ACTIVITY: Write out precisely the lines beginning with the line that contains "let background = match" and ending with the last line of the entries, and no other lines.

MATERIAL SHOWN:
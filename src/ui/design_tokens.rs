// SPDX-License-Identifier: MPL-2.0
#![doc = r#"
# Design Tokens

Design constants for the gallery screen.

## Organization

- **Palette**: Base colors
- **Opacity**: Standardized opacity levels
- **Spacing**: Spacing scale (4px grid)
- **Sizing**: Component sizes
- **Typography**: Font size scale
- **Radius**: Border radii

## Examples

```
use gesture_gallery::ui::design_tokens::{palette, spacing, opacity};
use iced::Color;

let pad_outline = Color {
    a: opacity::OUTLINE,
    ..palette::GRAY_400
};

let gap = spacing::LG; // 20px between panels
```
"#]

use iced::Color;

// ============================================================================
// Color Palette
// ============================================================================

pub mod palette {
    use super::Color;

    // Grayscale
    pub const WHITE: Color = Color::WHITE;
    pub const GRAY_400: Color = Color::from_rgb(0.4, 0.4, 0.4);
    pub const GRAY_200: Color = Color::from_rgb(0.75, 0.75, 0.75);

    // Accent blue used by the reset buttons
    pub const PRIMARY_400: Color = Color::from_rgb(0.2, 0.58, 1.0);
    pub const PRIMARY_500: Color = Color::from_rgb(0.0, 0.478, 1.0);
    pub const PRIMARY_600: Color = Color::from_rgb(0.0, 0.4, 0.85);

    pub const WARNING_500: Color = Color::from_rgb(0.945, 0.651, 0.125);
}

// ============================================================================
// Opacity Scale
// ============================================================================

pub mod opacity {
    /// Pad outline while idle
    pub const OUTLINE: f32 = 0.25;
    /// Pad outline while the pointer hovers it
    pub const OUTLINE_HOVER: f32 = 0.6;
}

// ============================================================================
// Spacing Scale (4px baseline grid)
// ============================================================================

pub mod spacing {
    pub const XS: f32 = 8.0;
    pub const MD: f32 = 16.0;
    /// Vertical gap between gallery items
    pub const LG: f32 = 20.0;
}

// ============================================================================
// Sizing Scale
// ============================================================================

pub mod sizing {
    /// The pad is taller than the image frame so a scaled or dragged image
    /// keeps some room before it is clipped.
    pub const PAD_HEIGHT_RATIO: f32 = 1.5;

    /// Thickness of the long-press progress bar
    pub const PROGRESS_BAR: f32 = 4.0;
}

// ============================================================================
// Typography Scale
// ============================================================================

pub mod typography {
    /// Panel headline
    pub const HEADLINE: f32 = 17.0;

    /// Reset button label, notices
    pub const BODY: f32 = 14.0;
}

// ============================================================================
// Border Radius Scale
// ============================================================================

pub mod radius {
    pub const SM: f32 = 4.0;
    pub const MD: f32 = 8.0;
}

// ============================================================================
// Compile-time Validation
// ============================================================================

const _: () = {
    assert!(spacing::MD > spacing::XS);
    assert!(spacing::LG > spacing::MD);

    assert!(opacity::OUTLINE < opacity::OUTLINE_HOVER);

    assert!(sizing::PAD_HEIGHT_RATIO >= 1.0);
    assert!(typography::HEADLINE > typography::BODY);
    assert!(radius::MD > radius::SM);
};
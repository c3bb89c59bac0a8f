// SPDX-License-Identifier: MPL-2.0
//! Hue rotation of RGBA pixels.
//!
//! Uses the luminance-preserving `hueRotate` color matrix from the SVG
//! `feColorMatrix` filter, the same transform browsers and compositors
//! apply for a hue-rotation effect. Alpha is left untouched.

use image_rs::RgbaImage;

/// 3×3 matrix applied to the RGB channels of each pixel.
pub type HueMatrix = [[f32; 3]; 3];

/// Builds the hue-rotation matrix for `degrees`.
#[must_use]
pub fn hue_matrix(degrees: f32) -> HueMatrix {
    let (sin, cos) = degrees.to_radians().sin_cos();
    [
        [
            0.213 + cos * 0.787 - sin * 0.213,
            0.715 - cos * 0.715 - sin * 0.715,
            0.072 - cos * 0.072 + sin * 0.928,
        ],
        [
            0.213 - cos * 0.213 + sin * 0.143,
            0.715 + cos * 0.285 + sin * 0.140,
            0.072 - cos * 0.072 - sin * 0.283,
        ],
        [
            0.213 - cos * 0.213 - sin * 0.787,
            0.715 - cos * 0.715 + sin * 0.715,
            0.072 + cos * 0.928 + sin * 0.072,
        ],
    ]
}

/// Rotates the hue of every pixel in place.
pub fn rotate_hue(img: &mut RgbaImage, degrees: f32) {
    let matrix = hue_matrix(degrees);
    for pixel in img.pixels_mut() {
        let [r, g, b, _] = pixel.0;
        let rgb = [f32::from(r), f32::from(g), f32::from(b)];
        for (channel, row) in pixel.0.iter_mut().take(3).zip(matrix.iter()) {
            let value = row[0] * rgb[0] + row[1] * rgb[1] + row[2] * rgb[2];
            *channel = value.round().clamp(0.0, 255.0) as u8;
        }
    }
}
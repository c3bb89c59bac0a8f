// SPDX-License-Identifier: MPL-2.0
//! Error types for the ambient layers (configuration and gallery assets).
//!
//! Gesture handling itself is total and never produces an [`Error`]; these
//! variants only describe failures while reading settings or image files,
//! and callers recover from them with defaults or placeholders.

use thiserror::Error;

#[derive(Debug, Clone, Error)]
pub enum Error {
    #[error("I/O Error: {0}")]
    Io(String),

    #[error("Config Error: {0}")]
    Config(String),

    #[error("Image Error ({name}): {message}")]
    Image { name: String, message: String },

    #[error("Asset Error: {0}")]
    Asset(String),
}

impl Error {
    /// Builds an [`Error::Image`] for the named gallery asset.
    pub fn image(name: impl Into<String>, message: impl ToString) -> Self {
        Error::Image {
            name: name.into(),
            message: message.to_string(),
        }
    }
}

impl From<std::io::Error> for Error {
    fn from(err: std::io::Error) -> Self {
        Error::Io(err.to_string())
    }
}

impl From<toml::de::Error> for Error {
    fn from(err: toml::de::Error) -> Self {
        Error::Config(err.to_string())
    }
}

impl From<toml::ser::Error> for Error {
    fn from(err: toml::ser::Error) -> Self {
        Error::Config(err.to_string())
    }
}

impl From<image_rs::ImageError> for Error {
    fn from(err: image_rs::ImageError) -> Self {
        Error::image("<decoder>", err)
    }
}

pub type Result<T> = std::result::Result<T, Error>;
// SPDX-License-Identifier: MPL-2.0
//! Image loading and pixel transforms for the gallery.

pub mod assets;
pub mod hue;
pub mod image;

pub use assets::{load_gallery, load_gallery_async, GalleryAsset, GalleryImages};
pub use image::{load_image, ImageData};
// SPDX-License-Identifier: MPL-2.0
//! Visual state of the five gallery panels.
//!
//! Each panel owns exactly one property and only its own gesture and its own
//! reset touch it:
//!
//! | Panel     | Property                         | Reset value |
//! |-----------|----------------------------------|-------------|
//! | Pinch     | `scale_factor`                   | 1.0         |
//! | Rotate    | `rotation`                       | 0           |
//! | Drag      | `drag_offset`, `committed_offset`| (0, 0)      |
//! | Opacity   | [`Opacity`]                      | Opaque      |
//! | Hue       | [`HueShift`]                     | Off         |

use crate::media::GalleryAsset;
use iced::{Radians, Vector};

/// The five gesture panels, in display order.
#[derive(Debug, Clone, Copy, PartialEq, Eq, Hash)]
pub enum Panel {
    Pinch,
    Rotate,
    Drag,
    Opacity,
    Hue,
}

impl Panel {
    pub const ALL: [Panel; 5] = [
        Panel::Pinch,
        Panel::Rotate,
        Panel::Drag,
        Panel::Opacity,
        Panel::Hue,
    ];

    /// Translation key of the panel headline.
    #[must_use]
    pub fn title_key(self) -> &'static str {
        match self {
            Panel::Pinch => "panel-pinch-title",
            Panel::Rotate => "panel-rotate-title",
            Panel::Drag => "panel-drag-title",
            Panel::Opacity => "panel-opacity-title",
            Panel::Hue => "panel-hue-title",
        }
    }

    #[must_use]
    pub fn asset(self) -> GalleryAsset {
        match self {
            Panel::Pinch => GalleryAsset::Bag,
            Panel::Rotate => GalleryAsset::Chair,
            Panel::Drag => GalleryAsset::Sink,
            Panel::Opacity => GalleryAsset::Daido,
            Panel::Hue => GalleryAsset::Wanderer,
        }
    }

    /// Only the pinch pad consumes the mouse wheel; elsewhere it scrolls
    /// the gallery.
    #[must_use]
    pub fn accepts_wheel(self) -> bool {
        self == Panel::Pinch
    }

    /// Whether the secondary mouse button drives this panel's gesture.
    #[must_use]
    pub fn accepts_secondary_button(self) -> bool {
        self == Panel::Rotate
    }
}

/// Two-level opacity toggled by a double tap.
#[derive(Debug, Clone, Copy, PartialEq, Eq, Default)]
pub enum Opacity {
    #[default]
    Opaque,
    Faded,
}

impl Opacity {
    #[must_use]
    pub fn value(self) -> f32 {
        match self {
            Opacity::Opaque => 1.0,
            Opacity::Faded => 0.5,
        }
    }

    #[must_use]
    pub fn toggled(self) -> Self {
        match self {
            Opacity::Opaque => Opacity::Faded,
            Opacity::Faded => Opacity::Opaque,
        }
    }
}

/// Hue rotation toggled by a long press.
#[derive(Debug, Clone, Copy, PartialEq, Eq, Default)]
pub enum HueShift {
    #[default]
    Off,
    On,
}

impl HueShift {
    /// Rotation applied while the shift is on: half of the color wheel.
    pub const SHIFT_DEGREES: f32 = 180.0;

    #[must_use]
    pub fn degrees(self) -> f32 {
        match self {
            HueShift::Off => 0.0,
            HueShift::On => Self::SHIFT_DEGREES,
        }
    }

    #[must_use]
    pub fn is_active(self) -> bool {
        self == HueShift::On
    }

    #[must_use]
    pub fn toggled(self) -> Self {
        match self {
            HueShift::Off => HueShift::On,
            HueShift::On => HueShift::Off,
        }
    }
}

#[derive(Debug, Clone, Copy, PartialEq)]
pub struct GalleryState {
    scale_factor: f32,
    rotation: Radians,
    drag_offset: Vector,
    committed_offset: Vector,
    opacity: Opacity,
    hue: HueShift,
}

impl Default for GalleryState {
    fn default() -> Self {
        Self {
            scale_factor: 1.0,
            rotation: Radians(0.0),
            drag_offset: Vector::ZERO,
            committed_offset: Vector::ZERO,
            opacity: Opacity::Opaque,
            hue: HueShift::Off,
        }
    }
}

impl GalleryState {
    #[must_use]
    pub fn scale_factor(&self) -> f32 {
        self.scale_factor
    }

    #[must_use]
    pub fn rotation(&self) -> Radians {
        self.rotation
    }

    #[must_use]
    pub fn drag_offset(&self) -> Vector {
        self.drag_offset
    }

    #[must_use]
    pub fn committed_offset(&self) -> Vector {
        self.committed_offset
    }

    #[must_use]
    pub fn opacity(&self) -> Opacity {
        self.opacity
    }

    #[must_use]
    pub fn hue(&self) -> HueShift {
        self.hue
    }

    /// Sets the scale to the latest pinch magnitude. Not clamped.
    pub fn set_scale(&mut self, magnitude: f32) {
        self.scale_factor = magnitude;
    }

    /// Sets the rotation to the latest gesture angle.
    pub fn set_rotation(&mut self, angle: Radians) {
        self.rotation = angle;
    }

    /// Moves the image to the committed baseline plus the live translation.
    pub fn drag_changed(&mut self, translation: Vector) {
        self.drag_offset = self.committed_offset + translation;
    }

    /// Makes the current offset the baseline for the next drag.
    pub fn drag_ended(&mut self) {
        self.committed_offset = self.drag_offset;
    }

    pub fn toggle_opacity(&mut self) {
        self.opacity = self.opacity.toggled();
    }

    pub fn toggle_hue(&mut self) {
        self.hue = self.hue.toggled();
    }

    /// Restores the defaults of `panel`'s property, leaving the others alone.
    pub fn reset(&mut self, panel: Panel) {
        let defaults = Self::default();
        match panel {
            Panel::Pinch => self.scale_factor = defaults.scale_factor,
            Panel::Rotate => self.rotation = defaults.rotation,
            Panel::Drag => {
                self.drag_offset = defaults.drag_offset;
                self.committed_offset = defaults.committed_offset;
            }
            Panel::Opacity => self.opacity = defaults.opacity,
            Panel::Hue => self.hue = defaults.hue,
        }
    }
}

#[cfg(test)]
mod tests {
    use super::*;

    #[test]
    fn defaults_match_reset_values() {
        let state = GalleryState::default();
        assert_eq!(state.scale_factor(), 1.0);
        assert_eq!(state.rotation(), Radians(0.0));
        assert_eq!(state.drag_offset(), Vector::ZERO);
        assert_eq!(state.committed_offset(), Vector::ZERO);
        assert_eq!(state.opacity().value(), 1.0);
        assert!(!state.hue().is_active());
    }

    #[test]
    fn scale_is_set_not_accumulated() {
        let mut state = GalleryState::default();
        state.set_scale(2.0);
        state.set_scale(3.0);
        assert_eq!(state.scale_factor(), 3.0);

        state.set_scale(0.01);
        assert_eq!(state.scale_factor(), 0.01);
    }

    #[test]
    fn drag_moves_relative_to_committed_offset() {
        let mut state = GalleryState::default();
        state.drag_changed(Vector::new(10.0, 5.0));
        state.drag_ended();
        assert_eq!(state.committed_offset(), Vector::new(10.0, 5.0));

        state.drag_changed(Vector::new(-4.0, 1.0));
        assert_eq!(state.drag_offset(), Vector::new(6.0, 6.0));
        // The baseline only moves when a drag ends.
        assert_eq!(state.committed_offset(), Vector::new(10.0, 5.0));
    }

    #[test]
    fn opacity_toggles_between_two_levels() {
        let mut state = GalleryState::default();
        state.toggle_opacity();
        assert_eq!(state.opacity().value(), 0.5);
        state.toggle_opacity();
        assert_eq!(state.opacity().value(), 1.0);
    }

    #[test]
    fn hue_shift_is_half_turn() {
        let mut state = GalleryState::default();
        state.toggle_hue();
        assert_eq!(state.hue().degrees(), 180.0);
        state.toggle_hue();
        assert_eq!(state.hue().degrees(), 0.0);
    }

    #[test]
    fn reset_drag_clears_both_offsets() {
        let mut state = GalleryState::default();
        state.drag_changed(Vector::new(30.0, 40.0));
        state.drag_ended();

        state.reset(Panel::Drag);
        assert_eq!(state.drag_offset(), Vector::ZERO);
        assert_eq!(state.committed_offset(), Vector::ZERO);
    }

    #[test]
    fn panels_map_to_distinct_assets() {
        let mut assets: Vec<_> = Panel::ALL.iter().map(|p| p.asset().stem()).collect();
        assets.dedup();
        assert_eq!(assets.len(), 5);
        assert!(Panel::Pinch.accepts_wheel());
        assert!(!Panel::Drag.accepts_wheel());
    }
}
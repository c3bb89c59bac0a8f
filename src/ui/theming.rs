// SPDX-License-Identifier: MPL-2.0
//! Light/Dark/System theme mode.

use dark_light;
use iced::Theme;
use serde::{Deserialize, Serialize};

#[derive(Debug, Clone, Copy, PartialEq, Eq, Default, Serialize, Deserialize)]
#[serde(rename_all = "lowercase")]
pub enum ThemeMode {
    Light,
    Dark,
    #[default]
    System,
}

impl ThemeMode {
    /// Returns true if the effective theme is dark.
    /// For System mode, detects the actual system theme.
    #[must_use]
    pub fn is_dark(self) -> bool {
        match self {
            ThemeMode::Light => false,
            ThemeMode::Dark => true,
            ThemeMode::System => {
                // Detect system theme; default to dark on detection error
                !matches!(dark_light::detect(), Ok(dark_light::Mode::Light))
            }
        }
    }

    /// The iced theme to render with.
    #[must_use]
    pub fn theme(self) -> Theme {
        if self.is_dark() {
            Theme::Dark
        } else {
            Theme::Light
        }
    }
}

#[cfg(test)]
mod tests {
    use super::*;

    #[test]
    fn theme_mode_is_dark_returns_correct_values() {
        assert!(!ThemeMode::Light.is_dark());
        assert!(ThemeMode::Dark.is_dark());
        // System mode depends on actual system theme, so we just verify it doesn't panic
        let _ = ThemeMode::System.is_dark();
    }

    #[test]
    fn explicit_modes_map_to_iced_themes() {
        assert_eq!(ThemeMode::Light.theme(), Theme::Light);
        assert_eq!(ThemeMode::Dark.theme(), Theme::Dark);
    }

    #[test]
    fn theme_mode_serializes_lowercase() {
        #[derive(Serialize, Deserialize)]
        struct Wrapper {
            mode: ThemeMode,
        }
        let text = toml::to_string(&Wrapper {
            mode: ThemeMode::Dark,
        })
        .expect("serialize");
        assert!(text.contains("\"dark\""));

        let parsed: Wrapper = toml::from_str("mode = \"light\"").expect("parse");
        assert_eq!(parsed.mode, ThemeMode::Light);
    }
}
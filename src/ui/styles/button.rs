// SPDX-License-Identifier: MPL-2.0
//! Centralized button styles.

use crate::ui::design_tokens::{
    palette::{self, WHITE},
    radius,
};
use iced::widget::button;
use iced::{Background, Border, Theme};

/// Solid blue "Reset" button with white text and rounded corners.
pub fn reset(_theme: &Theme, status: button::Status) -> button::Style {
    let background = match status {
        button::Status::Hovered => palette::PRIMARY_400,
        button::Status::Pressed => palette::PRIMARY_600,
        button::Status::Active => palette::PRIMARY_500,
        button::Status::Disabled => palette::GRAY_200,
    };

    button::Style {
        background: Some(Background::Color(background)),
        text_color: if matches!(status, button::Status::Disabled) {
            palette::GRAY_400
        } else {
            WHITE
        },
        border: Border {
            radius: radius::MD.into(),
            ..Border::default()
        },
        snap: true,
        ..button::Style::default()
    }
}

ANSWER BOX:
    let background = match status {
        button::Status::Hovered => palette::PRIMARY_400,
        button::Status::Pressed => palette::PRIMARY_600,
        button::Status::Active => palette::PRIMARY_500,
        button::Status::Disabled => palette::GRAY_200,
    };

    button::Style {
        background: Some(Background::Color(background)),
        text_color: if matches!(status, button::Status::Disabled) {
            palette::GRAY_400
        } else {
            WHITE
        },
        border: Border {
            radius: radius::MD.into(),
            ..Border::default()
        },
        snap: true,
        ..button::Style::default()
    }
}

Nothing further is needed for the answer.